Je le sais, mais exclu de l’admettre. Piquée au vif, je concocte donc un plan qui poursuit deux visées : passer une nuit entière avec lui et le convaincre de l’incessante vie nocturne de la capitale vaudoise. Le second point implique une solide dose de mauvaise foi, un timing bien précis et des choix d’établissement assez contestables, mais qu’à cela ne tienne, je lance le pari qu’on peut s’y éclater toute la nuit.

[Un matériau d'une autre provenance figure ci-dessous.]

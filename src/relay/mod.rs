//! Relay server: accepts state from any client and rebroadcasts to all
//! others, with HTTP fallbacks for polling and log upload.
//!
//! The relay keeps one latest-state document. Incoming state payloads are
//! shallow-merged into it key by key and stamped with the server clock, then
//! rebroadcast to every connected WebSocket peer except the sender. New peers
//! receive the latest state immediately on connect.

pub mod static_files;

use std::net::SocketAddr;
use std::path::{Path, PathBuf};
use std::sync::Arc;

use axum::extract::ws::{Message, WebSocket, WebSocketUpgrade};
use axum::extract::State;
use axum::http::{header, HeaderValue, StatusCode};
use axum::response::{IntoResponse, Response};
use axum::routing::{get, post};
use axum::{Json, Router};
use futures_util::{SinkExt, StreamExt};
use serde_json::{json, Map, Value};
use tokio::sync::{broadcast, RwLock};
use tower::ServiceBuilder;
use tower_http::cors::{Any, CorsLayer};
use tower_http::set_header::SetResponseHeaderLayer;
use tower_http::trace::TraceLayer;
use tracing::{debug, info, warn};

use crate::config::RelayConfig;
use crate::error::{MeterError, Result};

const BROADCAST_CAPACITY: usize = 100;

/// A frame queued for fan-out, tagged with its originating client so the
/// sender can be excluded.
#[derive(Debug, Clone)]
struct Outbound {
    sender: String,
    text: String,
}

/// Shared relay state, injected into handlers rather than held globally.
pub struct AppState {
    latest: RwLock<Map<String, Value>>,
    tx: broadcast::Sender<Outbound>,
    logs_dir: PathBuf,
}

impl AppState {
    pub fn new(logs_dir: impl Into<PathBuf>) -> Self {
        let (tx, _rx) = broadcast::channel(BROADCAST_CAPACITY);
        Self {
            latest: RwLock::new(default_state()),
            tx,
            logs_dir: logs_dir.into(),
        }
    }

    /// Number of WebSocket peers currently subscribed to the broadcast.
    pub fn client_count(&self) -> usize {
        self.tx.receiver_count()
    }
}

/// Seed state served before any client has published.
fn default_state() -> Map<String, Value> {
    let mut map = Map::new();
    map.insert(
        "values".to_string(),
        json!([20, 45, 75, 45, null, null]),
    );
    map.insert("names".to_string(), json!([]));
    map.insert("icons".to_string(), json!([]));
    map.insert("ts".to_string(), json!(chrono::Utc::now().timestamp_millis()));
    map
}

/// Create the relay application with all routes and middleware.
///
/// The health fallback also covers wrong methods on routed paths, so every
/// request outside the three supported operations answers plain `OK`.
pub fn create_app(state: Arc<AppState>) -> Router {
    Router::new()
        .route("/state", get(get_state).fallback(ok_fallback))
        .route("/save-log", post(save_log).fallback(ok_fallback))
        .route("/ws", get(websocket_handler).fallback(ok_fallback))
        .fallback(ok_fallback)
        .with_state(state)
        .layer(
            ServiceBuilder::new()
                .layer(TraceLayer::new_for_http())
                .layer(
                    CorsLayer::new()
                        .allow_origin(Any)
                        .allow_methods(Any)
                        .allow_headers(Any),
                )
                .layer(SetResponseHeaderLayer::overriding(
                    header::CACHE_CONTROL,
                    HeaderValue::from_static("no-store"),
                )),
        )
}

/// Start the relay server with the provided configuration.
pub async fn serve(config: RelayConfig) -> Result<()> {
    let addr = config
        .bind_address()
        .parse::<SocketAddr>()
        .map_err(|e| MeterError::config_error(format!("Invalid bind address: {}", e)))?;
    let state = Arc::new(AppState::new(config.logs_dir.clone()));
    let app = create_app(state);

    info!("Relay listening on http://{}", addr);
    info!("WebSocket endpoint: ws://{}/ws", addr);

    let listener = tokio::net::TcpListener::bind(&addr)
        .await
        .map_err(|e| MeterError::relay_error(format!("Failed to bind to address: {}", e)))?;
    axum::serve(listener, app)
        .await
        .map_err(|e| MeterError::relay_error(format!("Server error: {}", e)))?;
    Ok(())
}

/// HTTP fallback: the latest state as plain JSON for polling clients.
async fn get_state(State(state): State<Arc<AppState>>) -> Json<Value> {
    let latest = state.latest.read().await;
    Json(Value::Object(latest.clone()))
}

/// Anything unrouted answers 200 so health checks stay simple.
async fn ok_fallback() -> &'static str {
    "OK"
}

/// Accept an uploaded session log and write it into the logs directory.
async fn save_log(State(state): State<Arc<AppState>>, body: String) -> Response {
    let data: Value = match serde_json::from_str(&body) {
        Ok(data) => data,
        Err(e) => {
            warn!("Rejected log upload with malformed JSON: {}", e);
            return (StatusCode::BAD_REQUEST, Json(json!({"error": "Invalid JSON"})))
                .into_response();
        }
    };
    let Some(records) = data.get("records").filter(|r| r.is_array()) else {
        return (
            StatusCode::BAD_REQUEST,
            Json(json!({"error": "Invalid data format"})),
        )
            .into_response();
    };

    let filename = data
        .get("filename")
        .and_then(Value::as_str)
        .map(sanitize_filename)
        .unwrap_or_else(|| {
            format!("meter-log-{}.json", chrono::Utc::now().timestamp_millis())
        });
    let filepath = state.logs_dir.join(&filename);
    let content = serde_json::to_string_pretty(records).unwrap_or_default();

    if let Err(e) = write_log_file(&state.logs_dir, &filepath, &content).await {
        warn!("Failed to save log {}: {}", filepath.display(), e);
        return (
            StatusCode::INTERNAL_SERVER_ERROR,
            Json(json!({"error": "Failed to save log file"})),
        )
            .into_response();
    }

    info!("Log saved: {}", filepath.display());
    Json(json!({"success": true, "filename": filename})).into_response()
}

async fn write_log_file(dir: &Path, path: &Path, content: &str) -> std::io::Result<()> {
    tokio::fs::create_dir_all(dir).await?;
    tokio::fs::write(path, content).await
}

/// Keep only the final path component so uploads cannot escape the logs
/// directory.
fn sanitize_filename(name: &str) -> String {
    let base = name
        .rsplit(['/', '\\'])
        .next()
        .unwrap_or(name)
        .trim()
        .to_string();
    if base.is_empty() || base == "." || base == ".." {
        format!("meter-log-{}.json", chrono::Utc::now().timestamp_millis())
    } else {
        base
    }
}

/// WebSocket upgrade handler.
async fn websocket_handler(
    ws: WebSocketUpgrade,
    State(state): State<Arc<AppState>>,
) -> Response {
    ws.on_upgrade(move |socket| handle_websocket(socket, state))
}

/// Handle one WebSocket peer for its whole lifetime.
async fn handle_websocket(socket: WebSocket, state: Arc<AppState>) {
    let client_id = uuid::Uuid::new_v4().to_string();
    info!("Relay client connected: {}", client_id);

    let (mut sender, mut receiver) = socket.split();

    // Push the latest state immediately so new peers converge without
    // waiting for the next publish.
    let initial = {
        let latest = state.latest.read().await;
        json!({"type": "state", "payload": Value::Object(latest.clone())}).to_string()
    };
    if sender.send(Message::Text(initial)).await.is_err() {
        return;
    }

    let mut rx = state.tx.subscribe();

    let send_id = client_id.clone();
    let mut send_task = tokio::spawn(async move {
        loop {
            match rx.recv().await {
                Ok(frame) => {
                    if frame.sender == send_id {
                        continue;
                    }
                    if sender.send(Message::Text(frame.text)).await.is_err() {
                        break;
                    }
                }
                Err(broadcast::error::RecvError::Lagged(skipped)) => {
                    debug!("client {} lagged, skipped {} frames", send_id, skipped);
                }
                Err(broadcast::error::RecvError::Closed) => break,
            }
        }
    });

    let recv_state = Arc::clone(&state);
    let recv_id = client_id.clone();
    let mut recv_task = tokio::spawn(async move {
        while let Some(message) = receiver.next().await {
            match message {
                Ok(Message::Text(text)) => {
                    handle_state_frame(&recv_state, &recv_id, &text).await;
                }
                Ok(Message::Close(_)) | Err(_) => break,
                Ok(_) => {}
            }
        }
    });

    // Whichever side finishes first, tear the other down so the peer's
    // broadcast receiver is released immediately.
    tokio::select! {
        _ = &mut send_task => recv_task.abort(),
        _ = &mut recv_task => send_task.abort(),
    }
    info!("Relay client disconnected: {}", client_id);
}

/// Merge an inbound state frame into the latest document and rebroadcast.
/// Malformed frames and frames that are not state envelopes are ignored.
async fn handle_state_frame(state: &AppState, client_id: &str, text: &str) {
    let Ok(data) = serde_json::from_str::<Value>(text) else {
        return;
    };
    if data.get("type").and_then(Value::as_str) != Some("state") {
        return;
    }
    let Some(payload) = data.get("payload").and_then(Value::as_object) else {
        return;
    };

    let merged = {
        let mut latest = state.latest.write().await;
        // Shallow merge: each incoming key overwrites wholesale.
        for (key, value) in payload {
            latest.insert(key.clone(), value.clone());
        }
        latest.insert("ts".to_string(), json!(chrono::Utc::now().timestamp_millis()));
        latest.clone()
    };

    let frame = json!({"type": "state", "payload": Value::Object(merged)}).to_string();
    // No receivers is not an error.
    let _ = state.tx.send(Outbound {
        sender: client_id.to_string(),
        text: frame,
    });
}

La Tomate, boîte déjà ringarde à l’époque, présente l’indéniable avantage de se situer tout en haut de la ville. En y dansant jusqu’à la fermeture, on peut, selon mes calculs, gagner ensuite le buffet de la gare à pied et, pour peu que la balade prenne une tournure suffisamment romantique, occulter l’heure morte en arrivant juste après l’ouverture.
Chemin faisant, une aubaine me sourit. Par le plus grand des hasards, notre tournée des grands ducs coïncide avec la Nuit du cinéma et l’Athénée projette un film à quatre heures du matin. L’événement doit se produire une fois tous les dix ans. Sur le ton blasé de celle qui a l’embarras du choix, je lui demande s’il ne préférerait pas un arrêt cinéma. Cette nuit-là, je gagne ainsi mon pari et bien plus encore. Pierre est impressionné par la vie nocturne lausannoise. Et moi par la chance que j’ai de serrer sa main dans la mienne.